■ **Collected data**
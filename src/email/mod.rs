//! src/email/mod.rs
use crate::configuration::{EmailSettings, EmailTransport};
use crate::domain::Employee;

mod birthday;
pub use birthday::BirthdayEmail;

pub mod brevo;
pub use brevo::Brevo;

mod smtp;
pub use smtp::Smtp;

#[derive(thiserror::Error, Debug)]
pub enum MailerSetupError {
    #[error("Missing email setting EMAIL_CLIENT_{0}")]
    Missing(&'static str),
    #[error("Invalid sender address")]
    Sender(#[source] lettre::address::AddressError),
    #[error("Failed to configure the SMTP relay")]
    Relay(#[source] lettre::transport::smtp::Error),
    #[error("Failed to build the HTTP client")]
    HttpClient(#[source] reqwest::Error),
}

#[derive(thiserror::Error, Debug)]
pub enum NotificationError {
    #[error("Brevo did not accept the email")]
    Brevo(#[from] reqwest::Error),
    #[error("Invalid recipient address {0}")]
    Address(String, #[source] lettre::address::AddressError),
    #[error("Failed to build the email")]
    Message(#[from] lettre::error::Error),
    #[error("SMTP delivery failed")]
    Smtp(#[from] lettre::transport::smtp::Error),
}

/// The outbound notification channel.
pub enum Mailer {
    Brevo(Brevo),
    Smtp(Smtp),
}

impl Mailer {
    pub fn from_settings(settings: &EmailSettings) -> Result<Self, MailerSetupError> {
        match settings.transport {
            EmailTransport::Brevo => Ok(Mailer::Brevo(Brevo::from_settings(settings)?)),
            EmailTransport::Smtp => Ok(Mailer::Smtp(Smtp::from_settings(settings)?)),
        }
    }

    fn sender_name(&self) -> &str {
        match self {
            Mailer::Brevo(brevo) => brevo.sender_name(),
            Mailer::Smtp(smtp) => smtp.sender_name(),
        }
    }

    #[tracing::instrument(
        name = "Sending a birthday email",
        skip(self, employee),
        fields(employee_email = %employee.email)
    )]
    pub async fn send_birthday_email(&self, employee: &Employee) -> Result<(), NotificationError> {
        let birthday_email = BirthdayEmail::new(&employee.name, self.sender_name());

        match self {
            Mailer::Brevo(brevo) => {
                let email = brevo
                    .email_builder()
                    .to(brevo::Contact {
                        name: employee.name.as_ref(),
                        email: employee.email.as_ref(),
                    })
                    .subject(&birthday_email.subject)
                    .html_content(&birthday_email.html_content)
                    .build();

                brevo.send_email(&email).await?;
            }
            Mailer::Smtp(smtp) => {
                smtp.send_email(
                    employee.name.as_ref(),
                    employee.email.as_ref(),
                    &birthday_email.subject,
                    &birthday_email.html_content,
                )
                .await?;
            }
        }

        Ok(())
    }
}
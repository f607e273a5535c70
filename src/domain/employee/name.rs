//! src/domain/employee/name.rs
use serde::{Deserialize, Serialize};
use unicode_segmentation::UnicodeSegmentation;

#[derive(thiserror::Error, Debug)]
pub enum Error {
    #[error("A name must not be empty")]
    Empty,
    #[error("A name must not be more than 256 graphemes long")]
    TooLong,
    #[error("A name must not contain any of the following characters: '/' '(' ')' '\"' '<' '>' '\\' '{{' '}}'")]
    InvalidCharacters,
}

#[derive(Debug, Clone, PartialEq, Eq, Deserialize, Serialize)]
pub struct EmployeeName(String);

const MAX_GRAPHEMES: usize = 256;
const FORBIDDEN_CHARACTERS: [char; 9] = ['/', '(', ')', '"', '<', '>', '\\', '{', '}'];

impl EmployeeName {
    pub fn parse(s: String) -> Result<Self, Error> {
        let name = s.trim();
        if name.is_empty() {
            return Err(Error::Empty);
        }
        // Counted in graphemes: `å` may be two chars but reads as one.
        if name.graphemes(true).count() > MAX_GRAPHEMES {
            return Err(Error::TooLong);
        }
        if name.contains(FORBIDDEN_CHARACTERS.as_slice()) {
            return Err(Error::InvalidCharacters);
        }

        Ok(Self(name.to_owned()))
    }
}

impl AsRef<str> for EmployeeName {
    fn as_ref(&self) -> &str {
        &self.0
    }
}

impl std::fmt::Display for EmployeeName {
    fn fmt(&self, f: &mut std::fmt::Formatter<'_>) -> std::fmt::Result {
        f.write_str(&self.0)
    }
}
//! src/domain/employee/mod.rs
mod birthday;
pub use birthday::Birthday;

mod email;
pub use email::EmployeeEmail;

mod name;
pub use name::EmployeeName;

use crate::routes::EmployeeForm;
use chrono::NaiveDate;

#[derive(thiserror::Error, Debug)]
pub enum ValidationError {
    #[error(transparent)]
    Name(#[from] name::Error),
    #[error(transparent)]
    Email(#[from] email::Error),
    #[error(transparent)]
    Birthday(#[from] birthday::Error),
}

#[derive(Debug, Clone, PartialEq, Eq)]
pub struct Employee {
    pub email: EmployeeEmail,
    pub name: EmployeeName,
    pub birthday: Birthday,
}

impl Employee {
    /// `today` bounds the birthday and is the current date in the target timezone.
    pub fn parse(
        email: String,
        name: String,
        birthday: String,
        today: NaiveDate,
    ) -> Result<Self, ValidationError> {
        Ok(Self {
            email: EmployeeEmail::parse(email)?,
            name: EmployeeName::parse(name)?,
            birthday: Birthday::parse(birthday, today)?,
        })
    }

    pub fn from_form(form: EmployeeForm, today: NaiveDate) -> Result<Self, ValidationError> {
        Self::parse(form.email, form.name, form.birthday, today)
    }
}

---

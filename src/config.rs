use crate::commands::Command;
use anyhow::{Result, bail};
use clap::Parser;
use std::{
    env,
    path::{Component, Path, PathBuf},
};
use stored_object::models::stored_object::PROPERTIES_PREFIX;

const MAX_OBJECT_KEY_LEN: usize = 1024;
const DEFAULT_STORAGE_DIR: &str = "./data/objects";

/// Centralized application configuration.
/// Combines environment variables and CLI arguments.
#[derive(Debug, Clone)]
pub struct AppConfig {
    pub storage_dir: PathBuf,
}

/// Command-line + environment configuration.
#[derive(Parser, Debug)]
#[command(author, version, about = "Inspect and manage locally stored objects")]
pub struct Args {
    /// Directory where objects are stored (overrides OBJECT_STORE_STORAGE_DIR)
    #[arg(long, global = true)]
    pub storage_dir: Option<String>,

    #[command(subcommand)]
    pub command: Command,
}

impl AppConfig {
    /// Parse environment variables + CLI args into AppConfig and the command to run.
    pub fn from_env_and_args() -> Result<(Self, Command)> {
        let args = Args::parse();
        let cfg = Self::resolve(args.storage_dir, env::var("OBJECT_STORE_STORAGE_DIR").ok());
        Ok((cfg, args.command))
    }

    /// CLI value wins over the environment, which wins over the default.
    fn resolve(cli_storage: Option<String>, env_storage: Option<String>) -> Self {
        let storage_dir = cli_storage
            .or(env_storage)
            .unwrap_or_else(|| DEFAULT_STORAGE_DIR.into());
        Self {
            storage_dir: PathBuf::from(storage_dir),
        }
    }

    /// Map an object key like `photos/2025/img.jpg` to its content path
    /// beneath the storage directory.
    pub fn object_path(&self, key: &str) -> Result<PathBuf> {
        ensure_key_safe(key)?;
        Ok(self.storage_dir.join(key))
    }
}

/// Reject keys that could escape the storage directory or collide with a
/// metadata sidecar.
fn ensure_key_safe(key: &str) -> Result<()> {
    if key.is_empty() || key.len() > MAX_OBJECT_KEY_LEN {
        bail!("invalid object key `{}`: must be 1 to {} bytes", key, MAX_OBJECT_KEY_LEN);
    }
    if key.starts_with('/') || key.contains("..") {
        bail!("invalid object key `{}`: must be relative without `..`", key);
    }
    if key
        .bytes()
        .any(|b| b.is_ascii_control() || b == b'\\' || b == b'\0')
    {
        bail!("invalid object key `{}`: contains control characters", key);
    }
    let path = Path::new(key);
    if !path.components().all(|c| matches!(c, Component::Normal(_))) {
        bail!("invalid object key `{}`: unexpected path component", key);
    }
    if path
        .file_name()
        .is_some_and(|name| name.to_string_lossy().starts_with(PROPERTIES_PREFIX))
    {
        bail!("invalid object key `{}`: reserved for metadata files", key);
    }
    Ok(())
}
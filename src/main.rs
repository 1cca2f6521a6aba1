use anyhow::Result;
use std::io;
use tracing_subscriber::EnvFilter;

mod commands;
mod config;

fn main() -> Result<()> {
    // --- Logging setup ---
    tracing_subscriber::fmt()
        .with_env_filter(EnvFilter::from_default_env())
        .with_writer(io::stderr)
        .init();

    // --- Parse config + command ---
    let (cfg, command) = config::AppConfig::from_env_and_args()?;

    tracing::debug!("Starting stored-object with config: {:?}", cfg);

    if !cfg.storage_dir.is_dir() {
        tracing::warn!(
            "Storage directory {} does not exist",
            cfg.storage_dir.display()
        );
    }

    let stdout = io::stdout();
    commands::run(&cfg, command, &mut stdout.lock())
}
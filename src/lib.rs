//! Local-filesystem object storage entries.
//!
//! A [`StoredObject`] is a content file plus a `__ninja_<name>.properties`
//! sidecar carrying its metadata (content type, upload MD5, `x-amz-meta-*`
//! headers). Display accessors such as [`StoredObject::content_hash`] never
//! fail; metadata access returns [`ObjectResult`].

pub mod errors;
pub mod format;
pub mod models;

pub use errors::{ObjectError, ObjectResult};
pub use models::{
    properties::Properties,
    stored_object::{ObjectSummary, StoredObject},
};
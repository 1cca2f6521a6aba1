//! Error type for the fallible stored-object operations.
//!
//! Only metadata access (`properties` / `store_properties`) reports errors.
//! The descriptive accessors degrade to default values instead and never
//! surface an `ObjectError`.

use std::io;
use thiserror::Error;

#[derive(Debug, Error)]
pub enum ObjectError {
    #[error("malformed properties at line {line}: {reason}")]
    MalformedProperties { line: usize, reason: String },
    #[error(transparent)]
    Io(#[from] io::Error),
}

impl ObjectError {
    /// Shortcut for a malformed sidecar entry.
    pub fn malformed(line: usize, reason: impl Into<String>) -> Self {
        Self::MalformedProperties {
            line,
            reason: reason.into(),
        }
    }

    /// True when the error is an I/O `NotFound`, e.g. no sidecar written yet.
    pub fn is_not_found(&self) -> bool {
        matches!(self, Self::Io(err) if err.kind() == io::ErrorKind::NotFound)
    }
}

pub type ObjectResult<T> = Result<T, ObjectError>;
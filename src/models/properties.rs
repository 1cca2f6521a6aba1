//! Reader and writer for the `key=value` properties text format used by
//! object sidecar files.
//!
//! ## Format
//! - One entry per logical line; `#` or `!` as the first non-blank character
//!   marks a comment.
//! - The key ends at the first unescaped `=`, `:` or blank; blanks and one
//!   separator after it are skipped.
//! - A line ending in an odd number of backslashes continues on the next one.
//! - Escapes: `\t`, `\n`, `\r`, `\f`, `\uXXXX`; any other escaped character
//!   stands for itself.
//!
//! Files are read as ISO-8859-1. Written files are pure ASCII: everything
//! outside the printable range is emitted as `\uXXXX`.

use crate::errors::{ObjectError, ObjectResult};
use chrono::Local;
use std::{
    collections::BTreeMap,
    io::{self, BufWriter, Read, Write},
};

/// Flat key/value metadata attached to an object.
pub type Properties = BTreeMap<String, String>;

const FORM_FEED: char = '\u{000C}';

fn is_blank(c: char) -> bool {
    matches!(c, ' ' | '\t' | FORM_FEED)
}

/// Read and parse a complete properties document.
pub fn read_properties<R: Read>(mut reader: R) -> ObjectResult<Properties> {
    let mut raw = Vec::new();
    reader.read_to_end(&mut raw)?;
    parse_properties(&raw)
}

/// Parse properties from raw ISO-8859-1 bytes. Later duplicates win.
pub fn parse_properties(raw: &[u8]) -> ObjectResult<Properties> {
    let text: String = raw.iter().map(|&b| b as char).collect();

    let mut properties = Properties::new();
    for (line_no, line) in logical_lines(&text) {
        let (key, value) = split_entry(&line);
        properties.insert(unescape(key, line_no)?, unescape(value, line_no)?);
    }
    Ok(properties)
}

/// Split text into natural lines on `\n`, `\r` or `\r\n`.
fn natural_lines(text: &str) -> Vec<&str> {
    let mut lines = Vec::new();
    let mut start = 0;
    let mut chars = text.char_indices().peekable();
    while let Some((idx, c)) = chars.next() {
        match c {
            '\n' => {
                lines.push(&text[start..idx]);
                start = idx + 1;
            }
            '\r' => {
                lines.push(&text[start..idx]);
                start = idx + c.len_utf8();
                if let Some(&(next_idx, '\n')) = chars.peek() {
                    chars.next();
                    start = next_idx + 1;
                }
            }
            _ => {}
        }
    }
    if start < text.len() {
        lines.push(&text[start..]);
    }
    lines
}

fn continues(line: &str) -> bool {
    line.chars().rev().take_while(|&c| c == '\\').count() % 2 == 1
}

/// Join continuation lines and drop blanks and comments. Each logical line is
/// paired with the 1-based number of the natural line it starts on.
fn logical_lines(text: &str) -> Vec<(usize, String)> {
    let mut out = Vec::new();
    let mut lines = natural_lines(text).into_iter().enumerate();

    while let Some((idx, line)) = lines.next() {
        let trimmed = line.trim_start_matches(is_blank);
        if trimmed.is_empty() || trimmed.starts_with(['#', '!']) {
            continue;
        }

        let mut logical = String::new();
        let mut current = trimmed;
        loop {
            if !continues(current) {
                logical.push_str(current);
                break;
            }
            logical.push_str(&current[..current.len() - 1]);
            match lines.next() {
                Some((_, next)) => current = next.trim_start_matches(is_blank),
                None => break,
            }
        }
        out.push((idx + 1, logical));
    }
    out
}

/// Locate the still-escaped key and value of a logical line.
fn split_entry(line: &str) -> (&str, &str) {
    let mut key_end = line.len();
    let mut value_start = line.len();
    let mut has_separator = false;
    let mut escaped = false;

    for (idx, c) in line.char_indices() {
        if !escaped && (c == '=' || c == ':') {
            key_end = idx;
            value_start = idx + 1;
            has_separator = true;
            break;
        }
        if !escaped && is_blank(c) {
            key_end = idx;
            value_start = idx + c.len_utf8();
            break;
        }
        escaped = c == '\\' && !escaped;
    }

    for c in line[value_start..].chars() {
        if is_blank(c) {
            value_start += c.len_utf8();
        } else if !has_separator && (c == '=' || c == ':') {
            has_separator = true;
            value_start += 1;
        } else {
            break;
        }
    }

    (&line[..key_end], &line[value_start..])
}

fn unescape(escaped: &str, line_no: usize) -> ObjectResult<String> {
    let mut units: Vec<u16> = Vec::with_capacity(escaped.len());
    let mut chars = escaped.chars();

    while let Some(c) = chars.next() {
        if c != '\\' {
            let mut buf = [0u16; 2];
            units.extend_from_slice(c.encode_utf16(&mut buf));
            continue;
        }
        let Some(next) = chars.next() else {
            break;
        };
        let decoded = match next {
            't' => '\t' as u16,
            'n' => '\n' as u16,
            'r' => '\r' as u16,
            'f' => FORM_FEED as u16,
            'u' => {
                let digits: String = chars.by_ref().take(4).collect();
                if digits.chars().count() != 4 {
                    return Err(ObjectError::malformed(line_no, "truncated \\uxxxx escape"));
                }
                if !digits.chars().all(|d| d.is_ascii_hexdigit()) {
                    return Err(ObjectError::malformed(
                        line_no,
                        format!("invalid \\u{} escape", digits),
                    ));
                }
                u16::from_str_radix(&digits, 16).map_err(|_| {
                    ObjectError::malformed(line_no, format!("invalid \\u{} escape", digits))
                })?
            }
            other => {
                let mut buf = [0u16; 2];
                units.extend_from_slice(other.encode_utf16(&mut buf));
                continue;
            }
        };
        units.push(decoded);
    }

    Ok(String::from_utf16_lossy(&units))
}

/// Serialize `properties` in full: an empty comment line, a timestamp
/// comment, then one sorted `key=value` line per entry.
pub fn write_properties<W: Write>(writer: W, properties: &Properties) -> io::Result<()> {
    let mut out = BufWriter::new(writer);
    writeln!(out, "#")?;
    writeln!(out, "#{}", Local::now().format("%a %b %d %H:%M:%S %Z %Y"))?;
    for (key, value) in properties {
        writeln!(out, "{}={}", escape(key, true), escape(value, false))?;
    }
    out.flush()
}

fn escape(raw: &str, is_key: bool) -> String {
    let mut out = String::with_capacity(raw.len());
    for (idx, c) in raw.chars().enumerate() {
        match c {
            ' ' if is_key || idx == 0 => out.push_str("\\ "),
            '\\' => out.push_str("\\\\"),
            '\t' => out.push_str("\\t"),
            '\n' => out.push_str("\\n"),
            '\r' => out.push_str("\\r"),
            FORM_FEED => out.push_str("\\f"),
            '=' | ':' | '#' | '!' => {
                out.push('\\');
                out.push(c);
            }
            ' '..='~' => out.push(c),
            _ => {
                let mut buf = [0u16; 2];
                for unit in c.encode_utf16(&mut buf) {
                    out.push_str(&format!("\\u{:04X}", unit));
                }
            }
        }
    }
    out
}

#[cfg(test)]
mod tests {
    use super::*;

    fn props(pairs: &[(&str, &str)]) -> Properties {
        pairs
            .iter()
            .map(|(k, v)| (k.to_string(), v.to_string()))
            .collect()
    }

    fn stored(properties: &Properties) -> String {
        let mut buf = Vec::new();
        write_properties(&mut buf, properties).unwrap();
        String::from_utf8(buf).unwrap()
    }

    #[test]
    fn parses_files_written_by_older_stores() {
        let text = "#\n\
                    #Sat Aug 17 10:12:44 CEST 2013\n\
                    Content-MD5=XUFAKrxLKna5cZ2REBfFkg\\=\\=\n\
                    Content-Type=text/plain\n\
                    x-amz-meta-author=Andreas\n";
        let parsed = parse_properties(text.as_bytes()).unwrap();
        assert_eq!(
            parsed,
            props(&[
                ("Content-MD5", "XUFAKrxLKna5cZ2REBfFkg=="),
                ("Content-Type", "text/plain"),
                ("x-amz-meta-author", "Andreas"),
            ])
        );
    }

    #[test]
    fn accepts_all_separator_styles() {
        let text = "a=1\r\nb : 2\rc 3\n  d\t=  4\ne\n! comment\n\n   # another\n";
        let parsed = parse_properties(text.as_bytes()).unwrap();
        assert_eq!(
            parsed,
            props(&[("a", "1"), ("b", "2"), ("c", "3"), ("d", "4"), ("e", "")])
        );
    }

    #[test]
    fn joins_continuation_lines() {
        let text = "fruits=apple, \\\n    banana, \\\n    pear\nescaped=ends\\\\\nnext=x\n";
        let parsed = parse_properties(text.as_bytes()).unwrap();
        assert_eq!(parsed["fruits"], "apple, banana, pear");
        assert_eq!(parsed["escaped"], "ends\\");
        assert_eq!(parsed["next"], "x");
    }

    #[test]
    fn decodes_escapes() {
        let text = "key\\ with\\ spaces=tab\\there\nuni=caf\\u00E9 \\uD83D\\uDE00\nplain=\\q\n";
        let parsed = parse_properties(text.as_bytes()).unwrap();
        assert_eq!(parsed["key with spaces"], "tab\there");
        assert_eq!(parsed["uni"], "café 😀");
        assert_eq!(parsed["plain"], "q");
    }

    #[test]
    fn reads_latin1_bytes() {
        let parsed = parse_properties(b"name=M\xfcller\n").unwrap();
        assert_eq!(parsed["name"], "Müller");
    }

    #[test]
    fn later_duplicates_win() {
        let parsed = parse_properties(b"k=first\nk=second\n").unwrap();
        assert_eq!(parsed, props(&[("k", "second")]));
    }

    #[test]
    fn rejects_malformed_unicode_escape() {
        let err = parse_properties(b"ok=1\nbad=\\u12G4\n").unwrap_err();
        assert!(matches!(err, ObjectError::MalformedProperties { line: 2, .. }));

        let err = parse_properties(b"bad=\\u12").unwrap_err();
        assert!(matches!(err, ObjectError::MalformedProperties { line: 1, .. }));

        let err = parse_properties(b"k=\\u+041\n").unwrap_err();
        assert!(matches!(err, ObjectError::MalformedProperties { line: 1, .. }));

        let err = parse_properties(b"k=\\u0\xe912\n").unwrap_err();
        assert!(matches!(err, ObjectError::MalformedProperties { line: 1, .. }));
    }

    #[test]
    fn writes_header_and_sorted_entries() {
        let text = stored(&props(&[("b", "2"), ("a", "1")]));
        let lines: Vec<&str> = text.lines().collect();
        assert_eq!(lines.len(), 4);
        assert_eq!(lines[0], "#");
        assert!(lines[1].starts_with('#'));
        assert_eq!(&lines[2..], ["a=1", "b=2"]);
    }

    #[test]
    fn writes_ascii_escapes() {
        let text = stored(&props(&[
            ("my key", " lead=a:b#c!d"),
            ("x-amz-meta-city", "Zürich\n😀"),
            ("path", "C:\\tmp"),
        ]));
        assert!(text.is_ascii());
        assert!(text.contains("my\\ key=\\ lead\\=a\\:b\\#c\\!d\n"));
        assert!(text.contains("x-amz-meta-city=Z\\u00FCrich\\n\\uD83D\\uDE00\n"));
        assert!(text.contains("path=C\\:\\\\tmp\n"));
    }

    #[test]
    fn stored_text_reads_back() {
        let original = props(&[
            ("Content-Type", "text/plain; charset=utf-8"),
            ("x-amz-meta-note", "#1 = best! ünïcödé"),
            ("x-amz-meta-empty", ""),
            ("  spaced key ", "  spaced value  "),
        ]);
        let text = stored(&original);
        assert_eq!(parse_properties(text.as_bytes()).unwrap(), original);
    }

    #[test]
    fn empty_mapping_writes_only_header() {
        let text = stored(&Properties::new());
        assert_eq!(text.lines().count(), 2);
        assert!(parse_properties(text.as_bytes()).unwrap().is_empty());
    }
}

■ **TASK BRIEF**
Within the lines above, find those holding the word "apple" and copy them.

■ **FINISHED TASK**
        let text = "fruits=apple, \\\n    banana, \\\n    pear\nescaped=ends\\\\\nnext=x\n";
        assert_eq!(parsed["fruits"], "apple, banana, pear");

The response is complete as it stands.